→ Data supplied

use serde::{Deserialize, Serialize};
use tracing::warn;

/// Quantity as it travels through model output and index metadata.
///
/// The language model may answer with a number or a numeric string, and rows
/// without extracted items carry an empty string. Both shapes are preserved
/// verbatim so the cache mirrors exactly what was upserted.
#[derive(Debug, Clone, PartialEq, Serialize, Deserialize)]
#[serde(untagged)]
pub enum Quantity {
    Number(f64),
    Text(String),
}

impl Default for Quantity {
    fn default() -> Self {
        Quantity::Number(1.0)
    }
}

impl From<f64> for Quantity {
    fn from(value: f64) -> Self {
        Quantity::Number(value)
    }
}

impl Quantity {
    pub fn blank() -> Self {
        Quantity::Text(String::new())
    }

    pub fn parse(&self) -> Option<f64> {
        match self {
            Quantity::Number(value) if value.is_finite() => Some(*value),
            Quantity::Number(_) => None,
            Quantity::Text(text) => {
                let trimmed = text.trim();
                if trimmed.is_empty() {
                    return None;
                }
                trimmed.parse::<f64>().ok().filter(|v| v.is_finite())
            }
        }
    }

    /// Blank or unparseable quantities count as zero.
    pub fn value_or_zero(&self, material: &str) -> f64 {
        match self.parse() {
            Some(value) => value,
            None => {
                warn!(material, quantity = ?self, "unparseable quantity, defaulting to 0");
                0.0
            }
        }
    }
}

/// One record of the uploaded sheet, reduced to the text that gets embedded.
#[derive(Debug, Clone, PartialEq, Eq)]
pub struct SourceRow {
    pub index: usize,
    pub text: String,
}

#[derive(Debug, Clone, PartialEq, Serialize, Deserialize)]
pub struct ExtractedItem {
    #[serde(rename = "Raw Materials")]
    pub material: String,
    #[serde(rename = "Sub QTY", default)]
    pub quantity: Quantity,
}

impl ExtractedItem {
    pub fn new(material: impl Into<String>, quantity: impl Into<Quantity>) -> Self {
        Self {
            material: material.into(),
            quantity: quantity.into(),
        }
    }
}

/// Metadata stored next to each vector and mirrored into the local cache.
#[derive(Debug, Clone, PartialEq, Serialize, Deserialize)]
pub struct ItemMetadata {
    pub text: String,
    #[serde(
        rename = "Raw Materials",
        default,
        skip_serializing_if = "Option::is_none"
    )]
    pub material: Option<String>,
    #[serde(rename = "Sub QTY", default, skip_serializing_if = "Option::is_none")]
    pub quantity: Option<Quantity>,
}

impl ItemMetadata {
    pub fn for_item(text: &str, item: &ExtractedItem) -> Self {
        Self {
            text: text.to_string(),
            material: Some(item.material.clone()),
            quantity: Some(item.quantity.clone()),
        }
    }

    /// Row whose description yielded no items.
    pub fn placeholder(text: &str) -> Self {
        Self {
            text: text.to_string(),
            material: Some(String::new()),
            quantity: Some(Quantity::blank()),
        }
    }

    /// Used by the concatenated-columns ingestion, which extracts nothing.
    pub fn text_only(text: &str) -> Self {
        Self {
            text: text.to_string(),
            material: None,
            quantity: None,
        }
    }
}

pub fn row_id(row: usize) -> String {
    format!("id-{row}")
}

pub fn item_id(row: usize, item: usize) -> String {
    format!("id-{row}-{item}")
}

#[derive(Debug, Clone, PartialEq, Serialize)]
pub struct QueryMatch {
    pub id: String,
    pub material: String,
    pub quantity: Quantity,
    pub text: String,
    pub score: f32,
}

impl QueryMatch {
    pub fn from_metadata(id: impl Into<String>, score: f32, metadata: ItemMetadata) -> Self {
        Self {
            id: id.into(),
            material: metadata.material.unwrap_or_default(),
            quantity: metadata.quantity.unwrap_or_else(Quantity::blank),
            text: metadata.text,
            score,
        }
    }
}

#[derive(Debug, Clone, PartialEq, Serialize, Deserialize)]
pub struct PriceEntry {
    pub material: String,
    pub unit_price: f64,
    pub discount_percent: f64,
}

#[derive(Debug, Clone, PartialEq, Serialize)]
pub struct CostLine {
    pub material: String,
    pub quantity: f64,
    pub unit_price: f64,
    pub discount_percent: f64,
    pub total: f64,
    /// False when no price row matched and the line is a zero-cost placeholder.
    pub matched: bool,
}

#[cfg(test)]
mod tests {
    use super::*;

    #[test]
    fn quantity_accepts_numbers_and_numeric_strings() {
        let parsed: Vec<Quantity> = serde_json::from_str(r#"[10, "5", " 2.5 ", ""]"#).unwrap();
        assert_eq!(parsed[0].parse(), Some(10.0));
        assert_eq!(parsed[1].parse(), Some(5.0));
        assert_eq!(parsed[2].parse(), Some(2.5));
        assert_eq!(parsed[3].parse(), None);
        assert_eq!(parsed[3].value_or_zero("wire"), 0.0);
    }

    #[test]
    fn extracted_item_defaults_quantity_to_one() {
        let item: ExtractedItem = serde_json::from_str(r#"{"Raw Materials": "cable"}"#).unwrap();
        assert_eq!(item.quantity, Quantity::Number(1.0));
    }

    #[test]
    fn text_only_metadata_omits_item_fields() {
        let value = serde_json::to_value(ItemMetadata::text_only("a b c")).unwrap();
        assert_eq!(value, serde_json::json!({"text": "a b c"}));
        let placeholder = serde_json::to_value(ItemMetadata::placeholder("x")).unwrap();
        assert_eq!(
            placeholder,
            serde_json::json!({"text": "x", "Raw Materials": "", "Sub QTY": ""})
        );
    }

    #[test]
    fn ids_follow_row_and_item_scheme() {
        assert_eq!(row_id(3), "id-3");
        assert_eq!(item_id(3, 0), "id-3-0");
    }
}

→ Problem requirements
Output only the number of lines above holding "Materials".

→ Final answer
4